PROBLEM DESCRIPTION.
Count every line in the data below where "only" occurs, then state that number and nothing more.

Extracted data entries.
= = = =

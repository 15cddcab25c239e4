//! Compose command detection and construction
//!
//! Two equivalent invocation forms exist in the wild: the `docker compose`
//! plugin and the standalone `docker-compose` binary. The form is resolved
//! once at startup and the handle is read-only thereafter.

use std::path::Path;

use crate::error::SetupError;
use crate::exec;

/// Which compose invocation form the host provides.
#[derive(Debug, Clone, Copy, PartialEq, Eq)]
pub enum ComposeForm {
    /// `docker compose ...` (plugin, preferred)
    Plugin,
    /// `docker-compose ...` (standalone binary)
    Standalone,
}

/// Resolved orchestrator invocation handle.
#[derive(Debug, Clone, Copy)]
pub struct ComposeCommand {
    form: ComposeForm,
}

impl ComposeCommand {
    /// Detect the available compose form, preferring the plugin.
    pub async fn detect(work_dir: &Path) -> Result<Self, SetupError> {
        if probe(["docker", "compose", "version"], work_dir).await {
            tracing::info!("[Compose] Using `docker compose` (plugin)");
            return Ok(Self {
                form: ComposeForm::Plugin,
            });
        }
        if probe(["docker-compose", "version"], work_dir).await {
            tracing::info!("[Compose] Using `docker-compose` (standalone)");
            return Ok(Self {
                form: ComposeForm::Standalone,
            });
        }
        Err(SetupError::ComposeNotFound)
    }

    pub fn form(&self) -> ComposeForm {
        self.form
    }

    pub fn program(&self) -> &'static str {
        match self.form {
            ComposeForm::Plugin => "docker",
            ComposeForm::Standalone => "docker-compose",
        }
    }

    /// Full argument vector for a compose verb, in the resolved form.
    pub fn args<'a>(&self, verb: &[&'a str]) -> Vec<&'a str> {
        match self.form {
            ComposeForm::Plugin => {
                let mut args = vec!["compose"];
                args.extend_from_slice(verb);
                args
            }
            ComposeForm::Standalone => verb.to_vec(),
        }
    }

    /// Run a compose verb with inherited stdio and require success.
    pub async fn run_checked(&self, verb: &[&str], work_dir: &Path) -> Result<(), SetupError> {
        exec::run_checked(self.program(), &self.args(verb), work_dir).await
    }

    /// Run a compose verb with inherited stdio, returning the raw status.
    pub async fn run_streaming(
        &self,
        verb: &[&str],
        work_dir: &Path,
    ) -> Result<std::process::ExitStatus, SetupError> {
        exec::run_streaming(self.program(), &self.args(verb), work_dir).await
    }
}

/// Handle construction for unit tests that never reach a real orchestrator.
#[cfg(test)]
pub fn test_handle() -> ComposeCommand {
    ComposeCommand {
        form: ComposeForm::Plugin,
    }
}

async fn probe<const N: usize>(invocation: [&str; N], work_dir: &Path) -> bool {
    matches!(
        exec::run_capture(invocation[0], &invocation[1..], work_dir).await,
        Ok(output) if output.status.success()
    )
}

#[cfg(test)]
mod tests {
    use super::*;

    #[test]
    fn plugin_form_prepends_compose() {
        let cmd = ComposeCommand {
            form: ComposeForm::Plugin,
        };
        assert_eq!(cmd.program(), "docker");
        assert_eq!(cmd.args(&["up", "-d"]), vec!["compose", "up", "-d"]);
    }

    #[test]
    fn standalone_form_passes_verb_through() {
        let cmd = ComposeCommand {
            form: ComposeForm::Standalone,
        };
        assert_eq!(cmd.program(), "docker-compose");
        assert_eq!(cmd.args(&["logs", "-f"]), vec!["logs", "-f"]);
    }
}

= = = =

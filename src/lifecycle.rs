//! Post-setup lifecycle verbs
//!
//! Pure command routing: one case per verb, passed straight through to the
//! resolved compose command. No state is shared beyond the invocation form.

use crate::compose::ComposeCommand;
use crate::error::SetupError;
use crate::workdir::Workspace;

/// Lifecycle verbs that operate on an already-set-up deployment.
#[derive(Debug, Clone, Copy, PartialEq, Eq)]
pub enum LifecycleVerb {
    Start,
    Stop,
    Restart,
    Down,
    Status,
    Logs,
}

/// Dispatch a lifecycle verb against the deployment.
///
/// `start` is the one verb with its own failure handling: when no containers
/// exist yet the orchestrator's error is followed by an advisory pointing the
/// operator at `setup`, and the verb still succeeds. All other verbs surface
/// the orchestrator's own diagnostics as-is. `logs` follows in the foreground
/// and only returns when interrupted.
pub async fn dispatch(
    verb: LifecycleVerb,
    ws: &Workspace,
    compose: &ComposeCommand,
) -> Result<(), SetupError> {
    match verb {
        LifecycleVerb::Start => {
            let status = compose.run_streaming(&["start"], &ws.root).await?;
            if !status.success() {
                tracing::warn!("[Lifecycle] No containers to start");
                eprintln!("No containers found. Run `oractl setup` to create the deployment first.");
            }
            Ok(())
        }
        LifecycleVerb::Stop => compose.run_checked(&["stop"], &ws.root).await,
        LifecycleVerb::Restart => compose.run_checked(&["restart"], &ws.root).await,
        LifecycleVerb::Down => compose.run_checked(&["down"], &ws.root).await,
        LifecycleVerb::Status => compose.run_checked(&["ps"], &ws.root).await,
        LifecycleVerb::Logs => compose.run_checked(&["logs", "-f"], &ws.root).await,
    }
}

= = = =

ANSWER SPACE.
2